Hi, I've been running stunnel for years to shuttle my syslogs off to a syslog server. It's performed flawlessly up until a few weeks ago. Recently, rebooting my syslog server results in the clients filling up /var/log/syslog with messages like below[1].
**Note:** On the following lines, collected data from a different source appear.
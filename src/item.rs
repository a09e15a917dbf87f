use std::collections::HashSet;
use std::fmt;
use std::sync::Arc;

/// Stable unique identifier of an [`Item`].
#[derive(
    Clone, Debug, PartialEq, Eq, PartialOrd, Ord, Hash, serde::Serialize, serde::Deserialize,
)]
#[serde(transparent)]
pub struct ItemId(pub String);

impl ItemId {
    /// Borrow the raw identifier.
    pub fn as_str(&self) -> &str {
        &self.0
    }
}

impl fmt::Display for ItemId {
    fn fmt(&self, f: &mut fmt::Formatter<'_>) -> fmt::Result {
        f.write_str(&self.0)
    }
}

impl From<&str> for ItemId {
    fn from(s: &str) -> Self {
        Self(s.to_owned())
    }
}

impl From<String> for ItemId {
    fn from(s: String) -> Self {
        Self(s)
    }
}

/// One entry of the user's collection, as supplied by the item source.
///
/// Items are immutable once received and shared between tiles and the reserve
/// pool as `Arc<Item>`.
#[derive(Clone, Debug, PartialEq, serde::Serialize, serde::Deserialize)]
pub struct Item {
    /// Stable unique identifier.
    pub id: ItemId,
    /// Displayable image reference (usually a URL).
    pub image: String,
    /// Opaque metadata carried through to the render output.
    #[serde(default, skip_serializing_if = "serde_json::Value::is_null")]
    pub meta: serde_json::Value,
}

impl Item {
    /// Build an item without metadata.
    pub fn new(id: impl Into<ItemId>, image: impl Into<String>) -> Self {
        Self {
            id: id.into(),
            image: image.into(),
            meta: serde_json::Value::Null,
        }
    }
}

/// Share items, dropping every repeated id after its first occurrence.
///
/// Returns the unique items in input order and the number of dropped duplicates.
pub fn dedup_items(items: impl IntoIterator<Item = Item>) -> (Vec<Arc<Item>>, usize) {
    let mut seen = HashSet::<ItemId>::new();
    let mut out = Vec::new();
    let mut dropped = 0usize;
    for item in items {
        if seen.insert(item.id.clone()) {
            out.push(Arc::new(item));
        } else {
            dropped += 1;
        }
    }
    (out, dropped)
}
I'm not certain where the issue is. We've gone through some Ubuntu 16.04 > 18.04 upgrades on some hosts, as well as the syslog server. Is there a configuration item in stunnel to at least tell it to chill out a little and not try reconnecting 1000 times a second? My config from a client is here[2]
Last time this happened (few weeks ago) I googled around and found the TIMEOUTconnect parameter to try and get stunnel to at least wait 10 seconds before attempting another connect, but guess it doesn't work that way.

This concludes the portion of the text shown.